Pride Month: The Rules of Engagement

Posted by on July 5, 2017 in Green

algbtqJJWe should not underestimate the power of consumer advocacy and the role identity politics plays in today’s world. ​​ One of the communities that best understands this logic is the LGBTQ community. It supports companies that advances its causes and takes a stand against homophobia, denouncing companies that engage in discriminatory behavior.

Recent research shows that consumers increasingly want companies to address issues that are active in the news, and LGBTQ rights was cited by two thirds of respondents as a top business advocacy priority.

As we marched in June during Pride Month, companies that wanted to engage with the LGBTQ consumer public had an opportunity to reach out and show their support in a more visible way. It is important to remember, though, that it is not just about selling products and services to an economically, racially, socially and culturally diverse group. It is about connecting with a community whose members are very aware of their power and who, at the same time, are also aware that its political and social gains are still recent, therefore fragile, and often targeted by other groups.

For a business to court a particular community, it needs to understand its ethos, needs and aspirations. It also needs to engage with it in a way that is truly beneficial to the community. If all of that seems a bit challenging and confusing, fret not. Cone Communications, a PR company with strong focus on social responsibility, has compiled some valuable tips for those who are genuinely interested in LGBTQ rights and engaging with this community.

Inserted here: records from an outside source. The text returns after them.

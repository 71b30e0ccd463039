//! Market-impact functions of participation `p = quantity / ADV`.
//!
//! Every model is non-negative and non-decreasing in `p`.

use serde::{Deserialize, Serialize};

use crate::error::{ensure_non_negative, ConfigError};

#[derive(Debug, Clone, Copy, PartialEq, Serialize, Deserialize)]
#[serde(tag = "kind", rename_all = "snake_case")]
pub enum ImpactModel {
    /// `coefficient × p`
    Linear { coefficient: f64 },
    /// `coefficient × √p`: diminishing marginal impact.
    SquareRoot { coefficient: f64 },
    /// `temporary × p + permanent × √p`
    AlmgrenChriss { temporary: f64, permanent: f64 },
}

impl Default for ImpactModel {
    fn default() -> Self {
        ImpactModel::SquareRoot { coefficient: 0.1 }
    }
}

impl ImpactModel {
    pub fn name(&self) -> &'static str {
        match self {
            ImpactModel::Linear { .. } => "linear",
            ImpactModel::SquareRoot { .. } => "square_root",
            ImpactModel::AlmgrenChriss { .. } => "almgren_chriss",
        }
    }

    /// Impact rate for a participation. Non-positive or non-finite `p` yields 0.
    pub fn rate(&self, participation: f64) -> f64 {
        if !(participation.is_finite() && participation > 0.0) {
            return 0.0;
        }
        match *self {
            ImpactModel::Linear { coefficient } => coefficient * participation,
            ImpactModel::SquareRoot { coefficient } => coefficient * participation.sqrt(),
            ImpactModel::AlmgrenChriss {
                temporary,
                permanent,
            } => temporary * participation + permanent * participation.sqrt(),
        }
    }

    /// Same model with every coefficient multiplied by `factor`.
    pub fn scaled(&self, factor: f64) -> Self {
        match *self {
            ImpactModel::Linear { coefficient } => ImpactModel::Linear {
                coefficient: coefficient * factor,
            },
            ImpactModel::SquareRoot { coefficient } => ImpactModel::SquareRoot {
                coefficient: coefficient * factor,
            },
            ImpactModel::AlmgrenChriss {
                temporary,
                permanent,
            } => ImpactModel::AlmgrenChriss {
                temporary: temporary * factor,
                permanent: permanent * factor,
            },
        }
    }

    pub fn validate(&self) -> Result<(), ConfigError> {
        match *self {
            ImpactModel::Linear { coefficient } | ImpactModel::SquareRoot { coefficient } => {
                ensure_non_negative("slippage.impact.coefficient", coefficient)
            }
            ImpactModel::AlmgrenChriss {
                temporary,
                permanent,
            } => {
                ensure_non_negative("slippage.impact.temporary", temporary)?;
                ensure_non_negative("slippage.impact.permanent", permanent)
            }
        }
    }
}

So here are some insights to help companies devise an authentic and effective strategy:

First, Cone says it is important to ‘elevate community voices,’ that is, to allow them to do the speaking. It mentions Spotify, which announced the creation of a Pride Hub dedicated to featuring LGBTQ talent. “Being an ally is all about listening and having empathy; Spotify saw an authentic tie to this within what their business provides and is helping their listeners easily find examples of queer culture they can support via this initiative,” they say.

The second advice is getting informed and starting a discussion. Again, Cone provides a case study, this time from luxury gym and fitness club chain Equinox. Equinox teamed up with the LGBT Community Center to produce The LGBTQAlphabet, a viral film touching on some of the pillars of the community. Besides the video, the fitness company is also hosting events around the country to celebrate LGBTQ community members and their friends.

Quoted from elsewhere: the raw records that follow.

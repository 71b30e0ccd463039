//! Price-series loading for the runner.
//!
//! Two sources:
//! 1. CSV files with the header `timestamp,open,high,low,close,volume`
//!    (column order free, names case-insensitive). Timestamps are RFC 3339
//!    or `YYYY-MM-DD` (midnight UTC). Empty numeric fields load as NaN and
//!    become void bars in the engine rather than load errors.
//! 2. A deterministic random walk seeded from the symbol name, for offline
//!    development. Synthetic series are tagged as such.

use std::io::Read;
use std::path::{Path, PathBuf};

use chrono::{DateTime, Datelike, Duration, NaiveDate, NaiveDateTime, Utc, Weekday};
use serde::Serialize;
use thiserror::Error;

use execlab_core::domain::{Market, PriceBar};

use crate::config::{DataSourceConfig, RunConfigError, SymbolConfig, SyntheticConfig};

/// Errors from the data loading layer.
#[derive(Debug, Error)]
pub enum LoadError {
    #[error("failed to open '{path}': {source}")]
    Io {
        path: String,
        #[source]
        source: std::io::Error,
    },

    #[error("malformed CSV in '{source_name}': {source}")]
    Csv {
        source_name: String,
        #[source]
        source: csv::Error,
    },

    #[error("'{source_name}' has no '{column}' column")]
    MissingColumn {
        source_name: String,
        column: &'static str,
    },

    #[error("'{source_name}' row {row}: unparseable timestamp '{value}'")]
    Timestamp {
        source_name: String,
        row: usize,
        value: String,
    },

    #[error("'{source_name}' row {row}: column '{column}' is not a number: '{value}'")]
    Number {
        source_name: String,
        row: usize,
        column: &'static str,
        value: String,
    },

    #[error(transparent)]
    Config(#[from] RunConfigError),
}

/// Where a loaded series came from.
#[derive(Debug, Clone, PartialEq, Serialize)]
#[serde(tag = "kind", rename_all = "snake_case")]
pub enum DataSource {
    Csv { path: PathBuf },
    Synthetic { seed: u64 },
}

/// A symbol's series plus provenance.
#[derive(Debug, Clone)]
pub struct LoadedSeries {
    pub symbol: String,
    pub market: Market,
    pub bars: Vec<PriceBar>,
    pub source: DataSource,
    /// BLAKE3 over timestamps and OHLCV bits.
    pub dataset_hash: String,
}

impl LoadedSeries {
    pub fn is_synthetic(&self) -> bool {
        matches!(self.source, DataSource::Synthetic { .. })
    }
}

const COLUMNS: [&str; 6] = ["timestamp", "open", "high", "low", "close", "volume"];

/// Load the configured source for one symbol.
pub fn load_symbol(symbol: &SymbolConfig) -> Result<LoadedSeries, LoadError> {
    let (bars, source) = match symbol.source()? {
        DataSourceConfig::Csv(path) => {
            let bars = load_csv(&path)?;
            (bars, DataSource::Csv { path })
        }
        DataSourceConfig::Synthetic(synthetic) => {
            let seed = synthetic_seed(&symbol.name, &synthetic);
            tracing::warn!(
                symbol = %symbol.name,
                seed,
                "using synthetic data; results are tagged as synthetic"
            );
            let bars = generate_synthetic_series(&symbol.name, symbol.market, &synthetic);
            (bars, DataSource::Synthetic { seed })
        }
    };
    tracing::debug!(symbol = %symbol.name, bars = bars.len(), "series loaded");
    Ok(LoadedSeries {
        symbol: symbol.name.clone(),
        market: symbol.market,
        dataset_hash: dataset_hash(&bars),
        bars,
        source,
    })
}

/// Load a CSV file.
pub fn load_csv(path: &Path) -> Result<Vec<PriceBar>, LoadError> {
    let file = std::fs::File::open(path).map_err(|source| LoadError::Io {
        path: path.display().to_string(),
        source,
    })?;
    read_csv(file, &path.display().to_string())
}

/// Parse CSV from any reader. `source_name` only labels errors.
pub fn read_csv<R: Read>(reader: R, source_name: &str) -> Result<Vec<PriceBar>, LoadError> {
    let csv_err = |source: csv::Error| LoadError::Csv {
        source_name: source_name.to_string(),
        source,
    };
    let mut rdr = csv::ReaderBuilder::new()
        .trim(csv::Trim::All)
        .flexible(false)
        .from_reader(reader);

    let headers = rdr.headers().map_err(csv_err)?.clone();
    let mut index = [0usize; 6];
    for (slot, column) in index.iter_mut().zip(COLUMNS) {
        *slot = headers
            .iter()
            .position(|h| h.eq_ignore_ascii_case(column))
            .ok_or(LoadError::MissingColumn {
                source_name: source_name.to_string(),
                column,
            })?;
    }

    let mut bars = Vec::new();
    for (i, record) in rdr.records().enumerate() {
        let record = record.map_err(csv_err)?;
        // Header is line 1.
        let row = i + 2;
        let field = |k: usize| record.get(index[k]).unwrap_or("");

        let raw_ts = field(0);
        let timestamp = parse_timestamp(raw_ts).ok_or_else(|| LoadError::Timestamp {
            source_name: source_name.to_string(),
            row,
            value: raw_ts.to_string(),
        })?;

        let mut values = [0.0f64; 5];
        for (k, value) in values.iter_mut().enumerate() {
            let column = COLUMNS[k + 1];
            let raw = field(k + 1);
            *value = parse_number(raw).ok_or_else(|| LoadError::Number {
                source_name: source_name.to_string(),
                row,
                column,
                value: raw.to_string(),
            })?;
        }
        let [open, high, low, close, volume] = values;
        bars.push(PriceBar::new(timestamp, open, high, low, close, volume));
    }
    Ok(bars)
}

fn parse_timestamp(s: &str) -> Option<DateTime<Utc>> {
    if let Ok(ts) = DateTime::parse_from_rfc3339(s) {
        return Some(ts.with_timezone(&Utc));
    }
    if let Ok(naive) = NaiveDateTime::parse_from_str(s, "%Y-%m-%d %H:%M:%S") {
        return Some(naive.and_utc());
    }
    NaiveDate::parse_from_str(s, "%Y-%m-%d")
        .ok()
        .and_then(|d| d.and_hms_opt(0, 0, 0))
        .map(|naive| naive.and_utc())
}

/// Empty fields are NaN; anything else must parse.
fn parse_number(s: &str) -> Option<f64> {
    if s.is_empty() {
        return Some(f64::NAN);
    }
    s.parse::<f64>().ok()
}

fn synthetic_seed(symbol: &str, config: &SyntheticConfig) -> u64 {
    config.seed.unwrap_or_else(|| {
        let hash = blake3::hash(symbol.as_bytes());
        let mut bytes = [0u8; 8];
        bytes.copy_from_slice(&hash.as_bytes()[..8]);
        u64::from_le_bytes(bytes)
    })
}

/// Generate a synthetic daily series.
///
/// A uniform random walk from `start_price`. Equity markets skip weekends;
/// crypto trades every day. The same symbol and config always produce the
/// same bars.
pub fn generate_synthetic_series(
    symbol: &str,
    market: Market,
    config: &SyntheticConfig,
) -> Vec<PriceBar> {
    use rand::rngs::StdRng;
    use rand::{Rng, SeedableRng};

    let mut rng = StdRng::seed_from_u64(synthetic_seed(symbol, config));
    let mut bars = Vec::with_capacity(config.bars);
    let mut price = config.start_price;
    let mut date = config.start_date;
    let move_bound = config.daily_move;

    while bars.len() < config.bars {
        let weekend = matches!(date.weekday(), Weekday::Sat | Weekday::Sun);
        if weekend && market != Market::Crypto {
            date += Duration::days(1);
            continue;
        }

        let daily_return: f64 = if move_bound > 0.0 {
            rng.gen_range(-move_bound..move_bound)
        } else {
            0.0
        };
        let open = price;
        let close = (price * (1.0 + daily_return)).max(0.01);
        let high = open.max(close) * (1.0 + rng.gen_range(0.0..0.01));
        let low = open.min(close) * (1.0 - rng.gen_range(0.0..0.01));
        let volume = rng.gen_range(500_000.0..5_000_000.0_f64).round();

        let timestamp = date
            .and_hms_opt(0, 0, 0)
            .map(|naive| naive.and_utc())
            .unwrap_or_default();
        bars.push(PriceBar::new(timestamp, open, high, low, close, volume));

        price = close;
        date += Duration::days(1);
    }
    bars
}

/// Deterministic BLAKE3 hash over a series.
pub fn dataset_hash(bars: &[PriceBar]) -> String {
    let mut hasher = blake3::Hasher::new();
    for bar in bars {
        hasher.update(&bar.timestamp.timestamp_micros().to_le_bytes());
        for v in [bar.open, bar.high, bar.low, bar.close, bar.volume] {
            hasher.update(&v.to_bits().to_le_bytes());
        }
    }
    hasher.finalize().to_hex().to_string()
}

#[cfg(test)]
mod tests {
    use super::*;

    #[test]
    fn reads_dates_and_rfc3339() {
        let csv = "timestamp,open,high,low,close,volume\n\
                   2024-01-02,100,102,99,101,1000\n\
                   2024-01-03T14:30:00Z,101,103,100,102,1100\n";
        let bars = read_csv(csv.as_bytes(), "inline").unwrap();
        assert_eq!(bars.len(), 2);
        assert_eq!(bars[0].timestamp.to_rfc3339(), "2024-01-02T00:00:00+00:00");
        assert_eq!(bars[1].timestamp.to_rfc3339(), "2024-01-03T14:30:00+00:00");
        assert_eq!(bars[1].close, 102.0);
        assert_eq!(bars[1].volume, 1100.0);
    }

    #[test]
    fn column_order_and_case_are_free() {
        let csv = "Close,Volume,Timestamp,Open,High,Low\n101,5,2024-01-02,100,102,99\n";
        let bars = read_csv(csv.as_bytes(), "inline").unwrap();
        assert_eq!(bars[0].open, 100.0);
        assert_eq!(bars[0].close, 101.0);
        assert_eq!(bars[0].volume, 5.0);
    }

    #[test]
    fn empty_fields_become_nan() {
        let csv = "timestamp,open,high,low,close,volume\n2024-01-02,100,,99,,\n";
        let bars = read_csv(csv.as_bytes(), "inline").unwrap();
        assert!(bars[0].high.is_nan());
        assert!(bars[0].close.is_nan());
        assert!(bars[0].volume.is_nan());
        assert!(bars[0].is_void());
    }

    #[test]
    fn garbage_number_is_an_error() {
        let csv = "timestamp,open,high,low,close,volume\n2024-01-02,abc,1,1,1,1\n";
        let err = read_csv(csv.as_bytes(), "inline").unwrap_err();
        assert!(matches!(err, LoadError::Number { row: 2, column: "open", .. }));
    }

    #[test]
    fn bad_timestamp_is_an_error() {
        let csv = "timestamp,open,high,low,close,volume\n01/02/2024,1,1,1,1,1\n";
        let err = read_csv(csv.as_bytes(), "inline").unwrap_err();
        assert!(matches!(err, LoadError::Timestamp { row: 2, .. }));
    }

    #[test]
    fn missing_column_is_an_error() {
        let csv = "timestamp,open,high,low,close\n2024-01-02,1,1,1,1\n";
        let err = read_csv(csv.as_bytes(), "inline").unwrap_err();
        assert!(matches!(err, LoadError::MissingColumn { column: "volume", .. }));
    }

    #[test]
    fn synthetic_is_deterministic_per_symbol() {
        let config = SyntheticConfig {
            bars: 50,
            ..SyntheticConfig::default()
        };
        let a = generate_synthetic_series("SPY", Market::Us, &config);
        let b = generate_synthetic_series("SPY", Market::Us, &config);
        let c = generate_synthetic_series("QQQ", Market::Us, &config);
        assert_eq!(a, b);
        assert_ne!(a, c);
        assert_eq!(a.len(), 50);
        assert!(a.iter().all(|bar| bar.is_sane() && bar.has_volume()));
    }

    #[test]
    fn synthetic_equities_skip_weekends() {
        let config = SyntheticConfig {
            bars: 20,
            ..SyntheticConfig::default()
        };
        let equities = generate_synthetic_series("SPY", Market::Us, &config);
        assert!(equities
            .iter()
            .all(|bar| !matches!(bar.timestamp.weekday(), Weekday::Sat | Weekday::Sun)));
        let crypto = generate_synthetic_series("BTC", Market::Crypto, &config);
        assert_eq!(
            (crypto[19].timestamp - crypto[0].timestamp).num_days(),
            19,
            "crypto series is calendar-daily"
        );
    }

    #[test]
    fn explicit_seed_overrides_symbol_hash() {
        let config = SyntheticConfig {
            bars: 10,
            seed: Some(42),
            ..SyntheticConfig::default()
        };
        let a = generate_synthetic_series("A", Market::Us, &config);
        let b = generate_synthetic_series("B", Market::Us, &config);
        assert_eq!(a, b);
    }

    #[test]
    fn dataset_hash_tracks_content() {
        let config = SyntheticConfig::default();
        let mut bars = generate_synthetic_series("SPY", Market::Us, &config);
        let before = dataset_hash(&bars);
        bars[3].close += 0.01;
        assert_ne!(before, dataset_hash(&bars));
    }
}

Next is giving back where it counts. Urban Outfitters is the company cited for its partnership with Chicago hip-hop artist and activist, Taylor Bennett, who created the UO Pride Collection. The line is an exclusive collection of graphics and hats celebrating Pride Month. Proceeds are all going to GLSEN, an organization championing LGBTQ issues within K-12 education. The campaign involves members of the community and puts out a clear message that social responsibility and acceptance trumps profit.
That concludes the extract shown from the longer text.